Cinnamon Flax Seed Muffins with Almond Butter - PCOS-Friendly Recipe
Nutrition per Serving
230
Calories
8g
Protein
18g
Carbs
15g
Fat
Grocery list: ground flax seeds, almond butter, cinnamon, baking powder, eggs, honey, vanilla extract. Low GI ingredients: flax seeds, almond butter.
Ingredients
- 1 cup of ground flax seeds (120g)
- 1/2 cup of almond butter (120g)
- 2 tablespoons of cinnamon (30g)
- 1 teaspoon of baking powder (5g)
- 3 large eggs
- 1/4 cup of honey (60ml)
- 1 teaspoon of vanilla extract (5ml)
Instructions
- Preheat your oven to 350°F (175°C).
- In a bowl, mix together the ground flax seeds, cinnamon, and baking powder.

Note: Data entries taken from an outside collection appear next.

//! Configuration file lookup.
//!
//! Order:
//!
//! 1. `--config` flag or `$PLAYLINT_CONFIG`, taken as-is
//! 2. `playlint.toml`, `.playlint.toml` or `.config/playlint.toml` in the
//!    project directory, then in each parent up to the repository root
//!    (the first directory holding `.git`)
//! 3. `config.toml` in the global directory (`$PLAYLINT_CONFIG_DIR`,
//!    else `~/.playlint/`)
//! 4. Built-in defaults

use std::path::{Path, PathBuf};

/// Where the configuration was found.
#[derive(Debug, Clone, PartialEq, Eq)]
pub enum ConfigSource {
    /// Given on the command line or in the environment.
    Explicit(PathBuf),
    /// Found in the project directory or one of its parents.
    Project(PathBuf),
    /// Found in the global config directory.
    Global(PathBuf),
    /// Nothing found; defaults apply.
    Default,
}

impl ConfigSource {
    /// Returns the resolved path, if any.
    #[must_use]
    pub fn path(&self) -> Option<&Path> {
        match self {
            Self::Explicit(p) | Self::Project(p) | Self::Global(p) => Some(p),
            Self::Default => None,
        }
    }

    /// Returns `true` if the config came from the global directory.
    #[must_use]
    pub fn is_global(&self) -> bool {
        matches!(self, Self::Global(_))
    }
}

/// Candidate names inside a project directory, in priority order.
const PROJECT_CONFIG_NAMES: &[&str] = &["playlint.toml", ".playlint.toml", ".config/playlint.toml"];

const GLOBAL_CONFIG_NAME: &str = "config.toml";

/// Resolves the configuration for a run rooted at `project_dir`.
#[must_use]
pub fn resolve(project_dir: &Path, explicit: Option<&Path>) -> ConfigSource {
    let start = std::fs::canonicalize(project_dir).unwrap_or_else(|_| project_dir.to_path_buf());
    resolve_from(&start, explicit, global_config_dir().as_deref())
}

fn resolve_from(project_dir: &Path, explicit: Option<&Path>, global_dir: Option<&Path>) -> ConfigSource {
    if let Some(path) = explicit {
        return ConfigSource::Explicit(path.to_path_buf());
    }

    if let Some(found) = search_upwards(project_dir) {
        tracing::debug!("Found project config: {}", found.display());
        return ConfigSource::Project(found);
    }

    global_dir
        .map(|dir| dir.join(GLOBAL_CONFIG_NAME))
        .filter(|candidate| candidate.is_file())
        .map_or(ConfigSource::Default, |candidate| {
            tracing::debug!("Found global config: {}", candidate.display());
            ConfigSource::Global(candidate)
        })
}

/// Looks for a project config in `dir` and its ancestors, stopping after
/// the repository root.
fn search_upwards(dir: &Path) -> Option<PathBuf> {
    for current in dir.ancestors() {
        if let Some(found) = PROJECT_CONFIG_NAMES
            .iter()
            .map(|name| current.join(name))
            .find(|candidate| candidate.is_file())
        {
            return Some(found);
        }
        if current.join(".git").exists() {
            break;
        }
    }
    None
}

/// Global config directory: `$PLAYLINT_CONFIG_DIR`, else `~/.playlint/`.
#[must_use]
pub fn global_config_dir() -> Option<PathBuf> {
    if let Ok(dir) = std::env::var("PLAYLINT_CONFIG_DIR") {
        return Some(PathBuf::from(dir));
    }
    home::home_dir().map(|h| h.join(".playlint"))
}

#[cfg(test)]
mod tests {
    use super::*;
    use std::fs;
    use tempfile::TempDir;

    /// A repository with `.git` at its root and a nested project directory.
    fn repo() -> (TempDir, PathBuf) {
        let tmp = TempDir::new().unwrap();
        fs::create_dir(tmp.path().join(".git")).unwrap();
        let project = tmp.path().join("ops/site");
        fs::create_dir_all(&project).unwrap();
        (tmp, project)
    }

    #[test]
    fn explicit_wins_and_is_not_checked() {
        let (_tmp, project) = repo();
        fs::write(project.join("playlint.toml"), "").unwrap();
        let result = resolve_from(&project, Some(Path::new("/nonexistent.toml")), None);
        assert_eq!(result, ConfigSource::Explicit(PathBuf::from("/nonexistent.toml")));
    }

    #[test]
    fn project_names_in_priority_order() {
        let (_tmp, project) = repo();
        fs::create_dir(project.join(".config")).unwrap();
        fs::write(project.join(".config/playlint.toml"), "").unwrap();
        assert_eq!(
            resolve_from(&project, None, None),
            ConfigSource::Project(project.join(".config/playlint.toml"))
        );

        fs::write(project.join(".playlint.toml"), "").unwrap();
        fs::write(project.join("playlint.toml"), "").unwrap();
        assert_eq!(
            resolve_from(&project, None, None),
            ConfigSource::Project(project.join("playlint.toml"))
        );
    }

    #[test]
    fn parent_directories_are_searched_up_to_the_repository_root() {
        let (tmp, project) = repo();
        fs::write(tmp.path().join(".playlint.toml"), "").unwrap();
        assert_eq!(
            resolve_from(&project, None, None),
            ConfigSource::Project(tmp.path().join(".playlint.toml"))
        );
    }

    #[test]
    fn search_stops_at_the_repository_root() {
        let outer = TempDir::new().unwrap();
        fs::write(outer.path().join("playlint.toml"), "").unwrap();
        let root = outer.path().join("repo");
        fs::create_dir_all(root.join(".git")).unwrap();
        assert_eq!(resolve_from(&root, None, None), ConfigSource::Default);
    }

    #[test]
    fn global_fallback_only_without_project_config() {
        let (_tmp, project) = repo();
        let global = TempDir::new().unwrap();
        assert_eq!(
            resolve_from(&project, None, Some(global.path())),
            ConfigSource::Default
        );

        fs::write(global.path().join("config.toml"), "").unwrap();
        let result = resolve_from(&project, None, Some(global.path()));
        assert!(result.is_global());
        assert_eq!(result.path(), Some(global.path().join("config.toml").as_path()));

        fs::write(project.join("playlint.toml"), "").unwrap();
        assert!(matches!(
            resolve_from(&project, None, Some(global.path())),
            ConfigSource::Project(_)
        ));
    }
}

- In another bowl, whisk together the eggs, almond butter, honey, and vanilla extract.
- Combine the wet and dry ingredients.
- Spoon the batter into a muffin tin.
- Bake for 15-20 minutes or until a toothpick comes out clean.

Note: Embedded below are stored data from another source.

//! Core types for match candidates, diagnostics and results.

use miette::{Diagnostic as MietteDiagnostic, NamedSource, SourceSpan};
use serde::{Deserialize, Serialize};
use std::ops::Range;
use std::path::PathBuf;

use crate::document::DocumentId;
use crate::node::NodePath;

/// Severity level for diagnostics.
#[derive(Debug, Clone, Copy, PartialEq, Eq, PartialOrd, Ord, Hash, Serialize, Deserialize)]
#[serde(rename_all = "lowercase")]
pub enum Severity {
    /// Informational message, does not fail lint.
    Info,
    /// Warning that should be addressed.
    Warning,
    /// Error that must be fixed.
    Error,
}

impl std::fmt::Display for Severity {
    fn fmt(&self, f: &mut std::fmt::Formatter<'_>) -> std::fmt::Result {
        match self {
            Self::Info => write!(f, "info"),
            Self::Warning => write!(f, "warning"),
            Self::Error => write!(f, "error"),
        }
    }
}

/// Source code location.
#[derive(Debug, Clone, PartialEq, Eq, Hash, Serialize, Deserialize)]
pub struct Location {
    /// File path relative to project root.
    pub file: PathBuf,
    /// Line number (1-indexed).
    pub line: usize,
    /// Column number (1-indexed).
    pub column: usize,
    /// Byte offset in file.
    #[serde(skip)]
    pub offset: usize,
    /// Length of the span in bytes.
    #[serde(skip)]
    pub length: usize,
}

impl Location {
    /// Creates a new location with explicit values.
    #[must_use]
    pub fn new(file: PathBuf, line: usize, column: usize) -> Self {
        Self {
            file,
            line,
            column,
            offset: 0,
            length: 0,
        }
    }

    /// Sets the byte offset and length for this location.
    #[must_use]
    pub fn with_span(mut self, offset: usize, length: usize) -> Self {
        self.offset = offset;
        self.length = length;
        self
    }
}

/// A single text replacement expressed on the original byte offsets.
#[derive(Debug, Clone, PartialEq, Eq, Serialize, Deserialize)]
pub struct Edit {
    /// Byte range to replace.
    pub range: Range<usize>,
    /// Replacement text.
    pub new_text: String,
}

impl Edit {
    /// Creates a replacement edit.
    #[must_use]
    pub fn replace(range: Range<usize>, new_text: impl Into<String>) -> Self {
        Self {
            range,
            new_text: new_text.into(),
        }
    }

    /// Creates an insertion at `offset`.
    #[must_use]
    pub fn insert(offset: usize, new_text: impl Into<String>) -> Self {
        Self::replace(offset..offset, new_text)
    }

    /// Creates a deletion of `range`.
    #[must_use]
    pub fn delete(range: Range<usize>) -> Self {
        Self::replace(range, String::new())
    }

    /// Returns true when both edits touch a common byte, or insert at the same point.
    #[must_use]
    pub fn overlaps(&self, other: &Self) -> bool {
        if self.range.start == other.range.start {
            return true;
        }
        self.range.start < other.range.end && other.range.start < self.range.end
    }
}

/// A mechanical rewrite proposed by a fixable rule.
#[derive(Debug, Clone, PartialEq, Eq, Serialize, Deserialize)]
pub struct Fix {
    /// Human-readable description of the fix.
    pub message: String,
    /// Edits on the document text. Must not overlap each other.
    pub edits: Vec<Edit>,
}

impl Fix {
    /// Creates a fix made of a single edit.
    #[must_use]
    pub fn new(message: impl Into<String>, edit: Edit) -> Self {
        Self {
            message: message.into(),
            edits: vec![edit],
        }
    }
}

/// A raw rule match, before suppression and classification.
#[derive(Debug, Clone)]
pub struct MatchCandidate {
    /// Canonical rule id.
    pub rule_id: String,
    /// Facet of a multi-faceted rule (e.g. `trailing-spaces` for `yaml`).
    pub sub_tag: Option<String>,
    /// Human-readable message.
    pub message: String,
    /// Resolved source location.
    pub location: Location,
    /// Document the location refers to, `None` for non-document sources
    /// such as the ignore file.
    pub document: Option<DocumentId>,
    /// Path of the node the match was reported on, if any.
    pub node: Option<NodePath>,
    /// Severity carried from the rule.
    pub severity: Severity,
    /// Optional mechanical fix.
    pub fix: Option<Fix>,
}

impl MatchCandidate {
    /// Returns the display id, `rule[sub_tag]` or `rule`.
    #[must_use]
    pub fn tag(&self) -> String {
        display_tag(&self.rule_id, self.sub_tag.as_deref())
    }
}

pub(crate) fn display_tag(rule_id: &str, sub_tag: Option<&str>) -> String {
    match sub_tag {
        Some(sub) => format!("{rule_id}[{sub}]"),
        None => rule_id.to_string(),
    }
}

/// A finding that survived suppression and classification.
#[derive(Debug, Clone, PartialEq, Eq, Serialize, Deserialize)]
pub struct Diagnostic {
    /// Canonical rule id (e.g. "name-missing").
    pub rule_id: String,
    /// Optional facet of the rule.
    #[serde(default, skip_serializing_if = "Option::is_none")]
    pub sub_tag: Option<String>,
    /// Resolved severity.
    pub severity: Severity,
    /// Primary location.
    pub location: Location,
    /// Human-readable message.
    pub message: String,
    /// Lowest profile containing the rule, if any.
    #[serde(default, skip_serializing_if = "Option::is_none")]
    pub profile: Option<String>,
    /// Tags of the rule.
    #[serde(default, skip_serializing_if = "Vec::is_empty")]
    pub tags: Vec<String>,
}

impl Diagnostic {
    /// Returns the display id, `rule[sub_tag]` or `rule`.
    #[must_use]
    pub fn tag(&self) -> String {
        display_tag(&self.rule_id, self.sub_tag.as_deref())
    }

    /// Formats the diagnostic for terminal output.
    #[must_use]
    pub fn format(&self) -> String {
        use std::fmt::Write;
        let mut output = format!(
            "{} at {}:{}:{}\n",
            self.tag(),
            self.location.file.display(),
            self.location.line,
            self.location.column,
        );
        let _ = writeln!(output, "  {}: {}", self.severity, self.message);
        if let Some(profile) = &self.profile {
            let _ = writeln!(output, "  = profile: {profile}");
        }
        output
    }
}

impl std::fmt::Display for Diagnostic {
    fn fmt(&self, f: &mut std::fmt::Formatter<'_>) -> std::fmt::Result {
        write!(
            f,
            "{}:{}:{}: {} [{}] {}",
            self.location.file.display(),
            self.location.line,
            self.location.column,
            self.severity,
            self.tag(),
            self.message
        )
    }
}

/// A diagnostic paired with its source text for rich rendering.
#[derive(Debug, thiserror::Error, MietteDiagnostic)]
#[error("[{tag}] {message}")]
pub struct DiagnosticReport {
    tag: String,
    message: String,
    #[source_code]
    source_code: NamedSource<String>,
    #[label("{severity}")]
    span: SourceSpan,
    severity: Severity,
    #[help]
    help: Option<String>,
}

impl DiagnosticReport {
    /// Builds a report for `diagnostic` over the document text it points into.
    #[must_use]
    pub fn new(diagnostic: &Diagnostic, text: &str) -> Self {
        let offset = diagnostic.location.offset.min(text.len());
        let length = diagnostic.location.length.min(text.len() - offset);
        Self {
            tag: diagnostic.tag(),
            message: diagnostic.message.clone(),
            source_code: NamedSource::new(
                diagnostic.location.file.display().to_string(),
                text.to_string(),
            ),
            span: SourceSpan::from((offset, length)),
            severity: diagnostic.severity,
            help: diagnostic
                .profile
                .as_ref()
                .map(|p| format!("rule belongs to the '{p}' profile")),
        }
    }
}

/// Run-level outcome of an analysis.
#[derive(Debug, Clone, Copy, PartialEq, Eq, Serialize, Deserialize)]
#[serde(rename_all = "kebab-case")]
pub enum RunOutcome {
    /// No diagnostic reached error severity.
    Success,
    /// At least one error-severity diagnostic.
    ViolationsFound,
    /// Registry or loader invariant violation; always fatal.
    EngineFailure,
}

impl RunOutcome {
    /// Process exit code for this outcome.
    #[must_use]
    pub fn exit_code(self) -> i32 {
        match self {
            Self::Success => 0,
            Self::ViolationsFound => 2,
            Self::EngineFailure => 3,
        }
    }
}

/// Result of running lint analysis.
#[derive(Debug, Default, Serialize, Deserialize)]
pub struct LintResult {
    /// All diagnostics, deduplicated and sorted.
    pub diagnostics: Vec<Diagnostic>,
    /// Number of documents checked.
    pub files_checked: usize,
    /// True when the run was cancelled before every document was processed.
    #[serde(default)]
    pub cancelled: bool,
}

impl LintResult {
    /// Creates a new empty result.
    #[must_use]
    pub fn new() -> Self {
        Self::default()
    }

    /// Returns the run outcome.
    #[must_use]
    pub fn outcome(&self) -> RunOutcome {
        self.outcome_at(Severity::Error)
    }

    /// Returns the run outcome, failing on diagnostics at or above `fail_on`.
    #[must_use]
    pub fn outcome_at(&self, fail_on: Severity) -> RunOutcome {
        if self.has_violations_at(fail_on) {
            RunOutcome::ViolationsFound
        } else {
            RunOutcome::Success
        }
    }

    /// Returns diagnostics for one rule id.
    #[must_use]
    pub fn by_rule(&self, rule_id: &str) -> Vec<&Diagnostic> {
        self.diagnostics
            .iter()
            .filter(|d| d.rule_id == rule_id)
            .collect()
    }

    /// Counts diagnostics by severity.
    #[must_use]
    pub fn count_by_severity(&self) -> (usize, usize, usize) {
        let count = |severity| {
            self.diagnostics
                .iter()
                .filter(|d| d.severity == severity)
                .count()
        };
        (
            count(Severity::Error),
            count(Severity::Warning),
            count(Severity::Info),
        )
    }

    /// Formats diagnostics as a test failure report.
    ///
    /// Produces a human-readable multi-line report suitable for `panic!()` messages
    /// in `cargo test` integration.
    #[must_use]
    pub fn format_test_report(&self, fail_on: Severity) -> String {
        use std::fmt::Write;

        let failing: Vec<&Diagnostic> = self
            .diagnostics
            .iter()
            .filter(|d| d.severity >= fail_on)
            .collect();

        let mut report = String::new();
        let _ = writeln!(
            report,
            "\n=== playlint: {} violation(s) ===\n",
            failing.len()
        );
        for d in &failing {
            let _ = writeln!(report, "{}", d.format());
        }

        let (errors, warnings, infos) = self.count_by_severity();
        let _ = writeln!(
            report,
            "Total: {} error(s), {} warning(s), {} info(s) in {} file(s)",
            errors, warnings, infos, self.files_checked
        );
        report
    }

    /// Checks if any diagnostics meet or exceed the given severity threshold.
    #[must_use]
    pub fn has_violations_at(&self, severity: Severity) -> bool {
        self.diagnostics.iter().any(|d| d.severity >= severity)
    }
}

#[cfg(test)]
mod tests {
    use super::*;

    fn make_diagnostic(severity: Severity) -> Diagnostic {
        Diagnostic {
            rule_id: "name-missing".to_string(),
            sub_tag: None,
            severity,
            location: Location::new(PathBuf::from("site.yml"), 4, 3),
            message: "All tasks should be named.".to_string(),
            profile: Some("basic".to_string()),
            tags: vec!["idiom".to_string()],
        }
    }

    #[test]
    fn display_includes_sub_tag() {
        let mut d = make_diagnostic(Severity::Error);
        d.rule_id = "yaml".to_string();
        d.sub_tag = Some("truthy".to_string());
        assert_eq!(
            d.to_string(),
            "site.yml:4:3: error [yaml[truthy]] All tasks should be named."
        );
    }

    #[test]
    fn outcome_follows_error_severity() {
        let mut result = LintResult::new();
        result.diagnostics.push(make_diagnostic(Severity::Warning));
        assert_eq!(result.outcome(), RunOutcome::Success);
        result.diagnostics.push(make_diagnostic(Severity::Error));
        assert_eq!(result.outcome(), RunOutcome::ViolationsFound);
        assert_eq!(result.outcome().exit_code(), 2);
        assert_eq!(RunOutcome::EngineFailure.exit_code(), 3);
    }

    #[test]
    fn format_test_report_filters_by_severity() {
        let mut result = LintResult::new();
        result.files_checked = 2;
        result.diagnostics.push(make_diagnostic(Severity::Warning));
        result.diagnostics.push(make_diagnostic(Severity::Error));

        let report = result.format_test_report(Severity::Error);
        assert!(report.contains("1 violation(s)"));
        assert!(report.contains("1 error(s), 1 warning(s)"));
        assert!(report.contains("= profile: basic"));
    }

    #[test]
    fn edits_overlap_on_shared_bytes_or_same_insertion_point() {
        let a = Edit::replace(2..5, "x");
        assert!(a.overlaps(&Edit::replace(4..8, "y")));
        assert!(!a.overlaps(&Edit::replace(5..8, "y")));
        assert!(Edit::insert(3, "a").overlaps(&Edit::insert(3, "b")));
    }
}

- Let them cool before serving.
These Cinnamon Flax Seed Muffins with Almond Butter are a great way to start your day. They are packed with nutrients that are beneficial for PCOS, such as fiber, monounsaturated fats, and low GI carbs. Flax seeds are a great source of Omega-3 fatty acids, which can help reduce inflammation. Almond butter provides a good amount of monounsaturated fats, which can help improve insulin resistance. The cinnamon not only adds a wonderful flavor but also helps regulate blood sugar levels.